L’aver destinato Giorgetti al ministero dello Sviluppo economico sembra venire incontro ai desiderata leghisti, e anche i timidi accenni alle responsabilità dell’Unione europea in materia di politiche migratorie non dovrebbero essere suonati sgraditi; ma il no alle riaperture degli esercizi commerciali e delle strutture ricreative e il collegato richiamo del presidente del consiglio al leader esternatore vanno in direzione opposta.

C’è poi il problema di quel 30 per cento di simpatizzanti che per ora non si è allineato all’entusiasmo della Lega governista per un esecutivo dominato da figure tecniche: le sirene di Fratelli d’Italia sono cresciute di intensità e un esodo verso la formazione di Giorgia Meloni, che ha dalla sua la carta della coerenza e dell’intransigenza identitaria, è entrato largamente nella sfera del probabile.

Di fronte a questo panorama, il compito di Matteo Salvini non appare dei più semplici. Perché la scommessa su cui è stato indotto a puntare abbia successo, gli è essenziale conservare l’aureola di leader di primo partito nelle preferenze degli italiani, e per ottenere questo risultato non ha che una strada: saper puntare sui due ben noti registri di una politica “di lotta e di governo”, in un momento in cui su un versante lo insidia Giorgia Meloni, certamente disposta a giocare ad una gara al rialzo su qualunque tema si presti alla polemica e alla protesta, e sull’altro gli fanno da contraltare Zingaretti e Di Maio.

Se l’equilibrio fra le due opzioni risultasse instabile e Fratelli d’Italia riuscisse nel sorpasso, la già molto problematica ipotesi di un futuro da capo di governo, e lo stesso mantenimento della guida della coalizione di centrodestra, subirebbero un duro colpo, di cui gli avversari-concorrenti esterni ed interni, Forza Italia ed affini in testa, non mancherebbero di approfittare.

Il rapporto di Salvini col partito

A tutto questo si aggiunge, per chi voglia capire quale futuro attende la Lega, un ulteriore elemento di incertezza, legato al rapporto che Salvini ha, oggi, con il suo partito.

L’intensa personalizzazione della figura del capo ha, sin dalle origini, contraddistinto il Carroccio, fino a diventarne un marchio di fabbrica: lo dimostra il completo e rapido fallimento del tentativo di Roberto Maroni di procedere in direzione opposta, valorizzando la collegialità e le autonomie locali.

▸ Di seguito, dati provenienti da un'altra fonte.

use std::env;

/// Settings for the Gemini suggestion backend.
///
/// The API key is optional here: a missing key only fails the suggestion
/// fetch, never the rest of the program.
#[derive(Clone, PartialEq, Eq)]
pub struct GeminiConfig {
    pub api_key: Option<String>,
    /// Model name, e.g. `gemini-2.5-flash`.
    pub model: String,
    /// Scheme and host of the API, without a trailing slash.
    pub base_url: String,
}

impl GeminiConfig {
    pub const DEFAULT_MODEL: &str = "gemini-2.5-flash";
    pub const DEFAULT_BASE_URL: &str = "https://generativelanguage.googleapis.com";

    /// Environment variables checked for the API key, highest priority first.
    pub const API_KEY_VARS: [&str; 3] = ["BOM_API_KEY", "GEMINI_API_KEY", "API_KEY"];

    /// Build a config with default model and endpoint.
    pub fn new(api_key: Option<String>) -> Self {
        Self {
            api_key: api_key.filter(|k| !k.trim().is_empty()),
            model: Self::DEFAULT_MODEL.to_owned(),
            base_url: Self::DEFAULT_BASE_URL.to_owned(),
        }
    }

    /// Build a config from the environment.
    ///
    /// Key: first non-empty of [`Self::API_KEY_VARS`]. Model:
    /// `BOM_GEMINI_MODEL`. Endpoint: `BOM_GEMINI_BASE_URL`.
    pub fn from_env() -> Self {
        let mut cfg = Self::new(api_key_from_env());
        if let Ok(model) = env::var("BOM_GEMINI_MODEL") {
            cfg = cfg.with_model(model);
        }
        if let Ok(url) = env::var("BOM_GEMINI_BASE_URL") {
            cfg = cfg.with_base_url(url);
        }
        cfg
    }

    pub fn with_model(mut self, model: impl Into<String>) -> Self {
        let model = model.into();
        if !model.trim().is_empty() {
            self.model = model;
        }
        self
    }

    pub fn with_base_url(mut self, url: impl Into<String>) -> Self {
        let url = url.into();
        let trimmed = url.trim().trim_end_matches('/');
        if !trimmed.is_empty() {
            self.base_url = trimmed.to_owned();
        }
        self
    }

    /// Full URL of the `generateContent` endpoint for the configured model.
    pub fn generate_content_url(&self) -> String {
        format!(
            "{}/v1beta/models/{}:generateContent",
            self.base_url, self.model
        )
    }

    pub fn has_api_key(&self) -> bool {
        self.api_key.is_some()
    }
}

/// First non-empty API key found in the environment.
pub fn api_key_from_env() -> Option<String> {
    GeminiConfig::API_KEY_VARS
        .iter()
        .filter_map(|var| env::var(var).ok())
        .find(|v| !v.trim().is_empty())
}

impl Default for GeminiConfig {
    fn default() -> Self {
        Self::from_env()
    }
}

impl std::fmt::Debug for GeminiConfig {
    fn fmt(&self, f: &mut std::fmt::Formatter<'_>) -> std::fmt::Result {
        f.debug_struct("GeminiConfig")
            .field("api_key", &self.api_key.as_ref().map(|_| "<redacted>"))
            .field("model", &self.model)
            .field("base_url", &self.base_url)
            .finish()
    }
}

E questo è un fattore su cui l’attuale segretario può fruttuosamente puntare, come ha sempre fatto concentrando su se stesso l’attenzione dei media, potenziando al massimo l’impatto della sua figura sui social e inserendo il proprio nome nel simbolo elettorale.  

Ciò fa sì che, fra i militanti, la sua parola continui a dettare legge in modo indiscusso: niente correnti, niente fibrillazioni, niente indiscipline. Ma assai meno sicuro è che Salvini possa imporre le sue visioni alla cerchia ristretta dei dirigenti “che contano” fra le sue file.

È difficile capire se di questo gruppo – che ha Giorgetti come capofila e il presidente del Veneto Luca Zaia come figura più esposta, ma può contare anche su altri autorevoli amministratori locali – Salvini sia oggi il referente privilegiato, il leader o l’ostaggio. E se la sua idea di Lega, o perlomeno quella che sino a pochi mesi o settimane fa ha promosso e incarnato, tanto da essere considerato uno dei due esponenti più in vista del fronte populista europeo, accanto a Marine Le Pen, corrisponda davvero a quella coltivata dai suoi collaboratori.

In altre parole, c’è da chiedersi se di Lega, oggi, ne esista una sola – che comunque difficilmente potrebbe essere liquidata, come qualcuno vorrebbe, come un partito di estrema destra – oppure ce ne siano due. E, in questo secondo caso, fino a quando esse siano destinate a convivere.